>Anyone know if the IQ would be better in camera with the 1/3 >crop than croping on the computer
There's no difference. I prefer to crop in post because then I have a choice about which pixels to remove. By comparison, once a photo has been cropped in-camera, that's it. I can't put back pixels that weren't captured in the first place. Post-process cropping gives more choices.
To paraphrase the 14th century proverb: For want of more zoom, some pixels were lost. For want of more pixels, resolution was lost. For want of more resolution, some details were lost. For want of more details, some sharpness was lost. For want of more sharpness, the subject was lost. For want of a more recognizable subject, the photo was lost.

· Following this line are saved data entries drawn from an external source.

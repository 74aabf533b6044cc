//! HTTP server setup.
//!
//! # Responsibilities
//! - Build the axum Router around the route dispatcher
//! - Wire up middleware (preemptive recording, response headers, tracing, request ID)
//! - Serve on an already bound listener until the shutdown broadcast fires
//!
//! # Design Decisions
//! - The dispatcher is the router's only handler (a fallback), so route
//!   matching stays in the frozen [`RouteTable`](crate::routing::RouteTable)
//! - The serve task holds a drain guard: shutdown waits for in-flight requests
//!   within its budget

use std::future::IntoFuture;

use axum::{
    body::Body,
    http::{HeaderName, Request},
    middleware, Router,
};
use tokio::net::TcpListener;
use tokio::sync::broadcast;
use tower_http::{
    request_id::{MakeRequestUuid, PropagateRequestIdLayer, SetRequestIdLayer},
    trace::TraceLayer,
};

use crate::cache::recorder::{record_preemptive, RecorderState};
use crate::lifecycle::drain::DrainGuard;
use crate::routing::Dispatcher;
use crate::security::headers;

pub const X_REQUEST_ID: HeaderName = HeaderName::from_static("x-request-id");

/// The full service, ready to serve once the port is handed over.
pub struct HttpServer {
    router: Router,
}

impl HttpServer {
    pub fn new(dispatcher: Dispatcher, recorder: Option<RecorderState>, allow_framing: bool) -> Self {
        Self {
            router: build_router(dispatcher, recorder, allow_framing),
        }
    }

    /// A handle on the router, for in-process requests (preemptive replay).
    pub fn router(&self) -> Router {
        self.router.clone()
    }

    /// Serve until `shutdown` fires, then finish in-flight requests.
    pub async fn run(
        self,
        listener: TcpListener,
        mut shutdown: broadcast::Receiver<()>,
        guard: DrainGuard,
    ) -> Result<(), std::io::Error> {
        let addr = listener.local_addr()?;
        tracing::info!(address = %addr, "HTTP server starting");

        let result = axum::serve(listener, self.router)
            .with_graceful_shutdown(async move {
                let _ = shutdown.recv().await;
                tracing::debug!("HTTP server received shutdown signal");
            })
            .into_future()
            .await;

        tracing::info!("HTTP server stopped");
        drop(guard);
        result
    }
}

/// Build the Axum router with all middleware layers.
pub fn build_router(dispatcher: Dispatcher, recorder: Option<RecorderState>, allow_framing: bool) -> Router {
    let mut router = Router::new().fallback(move |request: Request<Body>| {
        let dispatcher = dispatcher.clone();
        async move { dispatcher.dispatch(request).await }
    });

    if let Some(state) = recorder {
        router = router.layer(middleware::from_fn_with_state(state, record_preemptive));
    }

    headers::apply(router, allow_framing)
        .layer(PropagateRequestIdLayer::new(X_REQUEST_ID))
        .layer(TraceLayer::new_for_http())
        .layer(SetRequestIdLayer::new(X_REQUEST_ID, MakeRequestUuid))
}

#[cfg(test)]
mod tests {
    use super::*;
    use std::sync::Arc;

    use axum::http::StatusCode;
    use tower::ServiceExt;

    use crate::http::handlers::NotFoundHandler;
    use crate::routing::RouteTableBuilder;
    use crate::security::access_control::AnonymousResolver;

    fn dispatcher() -> Dispatcher {
        let table = RouteTableBuilder::new(1024).build(Arc::new(NotFoundHandler));
        Dispatcher::new(table, Arc::new(AnonymousResolver))
    }

    #[tokio::test]
    async fn every_response_carries_request_id_and_headers() {
        let app = build_router(dispatcher(), None, false);
        let response = app
            .oneshot(Request::get("/nothing").body(Body::empty()).unwrap())
            .await
            .unwrap();

        assert_eq!(response.status(), StatusCode::NOT_FOUND);
        assert!(response.headers().contains_key(X_REQUEST_ID));
        assert_eq!(response.headers()["x-frame-options"], "sameorigin");
        assert_eq!(response.headers()["x-robots-tag"], "noindex, nofollow, noimageindex");
    }

    #[tokio::test]
    async fn incoming_request_id_is_propagated() {
        let app = build_router(dispatcher(), None, true);
        let response = app
            .oneshot(
                Request::get("/")
                    .header(X_REQUEST_ID, "abc-123")
                    .body(Body::empty())
                    .unwrap(),
            )
            .await
            .unwrap();

        assert_eq!(response.headers()[X_REQUEST_ID], "abc-123");
        assert!(!response.headers().contains_key("x-frame-options"));
    }
}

I always advise photographers to get closer and shoot tighter. Make a photo of the subject rather than everything surrounding it. Photographers should always zoom with their feet before they zoom with their lenses. If water is blocking the way, zoom with a small boat or buy some hip waders. If a fence blocks the way, ask permission to climb the fence and get closer. If crowds of people are blocking the view, get up higher. I think that photographers should always remove as much air between them and their subjects as possible.
Then again, sometimes we're as close as we can get, or it's a shot-of-a-lifetime-right-now sort of situation. or there's too much of a chance that getting any closer would disturb the subject(s). Then and only then is something like the D7100's 1.5X+1.3X crop mode recommended. It happens often enough I suppose.

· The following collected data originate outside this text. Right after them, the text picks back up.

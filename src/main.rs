//! bootstrapd
//!
//! Brings the server up in a fixed order and takes it down again on exit.
//!
//! # Startup Sequence
//!
//! ```text
//!  config + CLI ──▶ logging/metrics ──▶ placeholder claims host:port
//!                                              │
//!                       heavy init, routes ◀───┘
//!                              │
//!                placeholder stops ──▶ full service binds host:port
//!                              │
//!            Startup / AfterStartup events ──▶ preemptive replay
//!                              │
//!           SIGTERM/SIGINT ──▶ shutdown coordinator ──▶ exit
//! ```

use std::path::PathBuf;
use std::process::ExitCode;
use std::sync::Arc;

use clap::Parser;

use bootstrapd::config::{load_config, validation::validate_config, BootstrapConfig, ConfigError};
use bootstrapd::observability::{logging, metrics};
use bootstrapd::plugins::StaticPluginRegistry;
use bootstrapd::{AppContext, Bootstrap, StartupError};

#[derive(Debug, Parser)]
#[command(name = "bootstrapd", version, about = "Server bootstrap and lifecycle orchestration")]
struct Args {
    /// Configuration file (TOML)
    #[arg(short, long)]
    config: Option<PathBuf>,

    /// Host to bind
    #[arg(long)]
    host: Option<String>,

    /// Port to bind
    #[arg(long)]
    port: Option<u16>,

    /// Bind IPv6 only when listening on ::
    #[arg(long)]
    v6_only: bool,

    /// Base folder for uploads, logs and data
    #[arg(long)]
    basedir: Option<PathBuf>,
}

fn load(args: &Args) -> Result<BootstrapConfig, StartupError> {
    let mut config = match &args.config {
        Some(path) => load_config(path)?,
        None => BootstrapConfig::default(),
    };

    if let Some(host) = &args.host {
        config.server.host = Some(host.clone());
    }
    if let Some(port) = args.port {
        config.server.port = port;
    }
    if args.v6_only {
        config.server.v6_only = true;
    }
    if let Some(basedir) = &args.basedir {
        config.folders.base = basedir.clone();
    }

    validate_config(&config).map_err(|errors| StartupError::Config(ConfigError::Validation(errors)))?;
    Ok(config)
}

#[tokio::main]
async fn main() -> ExitCode {
    let args = Args::parse();

    let config = match load(&args) {
        Ok(config) => config,
        Err(e) => {
            eprintln!("bootstrapd: {e}");
            return ExitCode::FAILURE;
        }
    };

    logging::init(&config.observability);
    tracing::info!(version = env!("CARGO_PKG_VERSION"), "bootstrapd starting");

    if config.observability.metrics_enabled {
        match config.observability.metrics_address.parse() {
            Ok(addr) => metrics::init_metrics(addr),
            Err(_) => tracing::error!(
                metrics_address = %config.observability.metrics_address,
                "Failed to parse metrics address"
            ),
        }
    }

    tracing::info!(
        host = ?config.server.host,
        port = config.server.port,
        base = %config.folders.base.display(),
        "Configuration loaded"
    );

    let context = AppContext::new(config, Arc::new(StaticPluginRegistry::new()));
    match Bootstrap::new(context).run().await {
        Ok(()) => ExitCode::SUCCESS,
        Err(e) => {
            tracing::error!(error = %e, "Could not start server");
            eprintln!("bootstrapd: {e}");
            ExitCode::FAILURE
        }
    }
}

Suppose I'm shooting birds in flight with my 300 f2.8 R in DX mode. Let's say for the sake of argument I'm at 1/1600 f5.6 ISO 500. As it happens, the bird is too far away, and I have to crop. Now, alternatively let's assume I'm shooting with the 1.3x crop. To get the same DOF I'll shoot at 1/1600 f4 ISO 250. This shot will be cleaner than the crop above. But note that if I intended to crop anyway I could have shot with the "full" DX frame and cropped in post. In theory: but it often doesn't work that way in practice.
I played with the 1/3 crop at an indoor Equestrian Event. The images are just as good as croping latter to the same size. It saved me a lot of post processing. 15MP (good enough) takes less hard drive space and email easier.
Another thing to think of was that I used only the best (center) of the glass in my old 70-200 lens. This eliminated any vignetting or other distracting edge items such as overhead lights.
Presumably if you are using matrix metering the metering system will ignore anything outside the cropped area. That could lead to better exposures in some cases. (But I'd verify that before relying on it!)